Sales tax sounds simple until you have to work backward from a receipt. Adding tax to a price is straightforward multiplication, but pulling the net amount and the tax out of a total that already includes tax trips a lot of people up. The Sales Tax Calculator handles both directions, so you always know exactly how much of a price is product and how much is tax.
Adding tax to a price
When you have a pre-tax price and a tax rate, the tax amount is the price multiplied by the rate, and the final price is the price plus that tax. This is the forward direction most calculators handle.
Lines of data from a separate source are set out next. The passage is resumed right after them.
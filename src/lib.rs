//! # linch-pptx-rs
//!
//! A mutable text object model over PowerPoint (PPTX) slide markup.
//!
//! ## Features
//!
//! - Read and edit run, paragraph and text-frame properties in place
//! - Every edit keeps the markup schema-valid (element order, attribute
//!   defaults, namespace declarations)
//! - Views alias the same tree, so edits made through one are seen by all
//! - Open and save `.pptx` packages, embed Office documents and OLE objects
//!
//! ## Quick Start
//!
//! ```rust,ignore
//! use linch_pptx_rs::{Package, Tag, TextFrame, TriState};
//!
//! let mut pkg = Package::open("deck.pptx")?;
//! let slide = pkg.slide_parts()?[0].partname().clone();
//!
//! let root = pkg.part(&slide).unwrap().xml_root()?;
//! for tx_body in root.select(&[Tag::p("cSld"), Tag::p("spTree"), Tag::p("sp"), Tag::p("txBody")]) {
//!     let frame = TextFrame::new(tx_body);
//!     frame.set_word_wrap(TriState::On);
//!     for para in frame.paragraphs() {
//!         para.font().set_bold(true);
//!     }
//! }
//!
//! pkg.part_mut(&slide).unwrap().set_xml(&root)?;
//! pkg.save("deck-edited.pptx")?;
//! ```

pub mod enums;
pub mod error;
pub mod opc;
pub mod oxml;
pub mod parts;
pub mod text;
pub mod util;
pub mod xml;

pub use enums::{AutoSize, ParagraphAlignment, StandardMapping, VerticalAnchor, WireMapping};
pub use error::{Error, Result};
pub use opc::{Package, Part, PartUri};
pub use oxml::TriState;
pub use parts::{EmbeddedPackageKind, EmbeddedPackagePart, ProgId};
pub use text::{Font, Paragraph, Run, TextFrame};
pub use util::{Centipoints, Length, Pt};
pub use xml::{parse_xml, Element, Tag, XmlTree};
Add: tax = amount * rate / 100; total = amount + tax Reverse: net = total / (1 + rate / 100); tax = total - net
Removing tax from a total
The reverse case is where mistakes happen. You cannot simply subtract the rate from the total, because the tax was calculated on the smaller net amount, not on the total. Instead you divide the tax-inclusive total by one plus the rate to recover the net, then subtract to find the tax. This is essential for invoicing, expense reports, and accounting where you must separate the taxable base.
How to use the Sales Tax Calculator
- Choose a mode: add tax to a net price, or remove tax from a gross total.
- Enter the amount, either the pre-tax price or the tax-inclusive total.
- Enter the tax rate as a percentage, such as 8.5.
- Read the tax amount and the matching net or total figure.
A worked example
Imagine a product priced at 50 with a tax rate of 8 percent. Adding tax gives tax = 50 * 8 / 100 = 4, so the customer pays 54. Now reverse it: if a receipt shows a tax-inclusive total of 54 at 8 percent, the net is 54 / 1.08 = 50, and the tax is 54 - 50 = 4. The two modes are mirror images and should always reconcile.
Why it matters
Separating net and tax correctly keeps your bookkeeping accurate and your prices honest. Whether you are setting a shelf price, reconciling expenses, or checking a supplier invoice, the calculator does the arithmetic privately in your browser with no data leaving your device.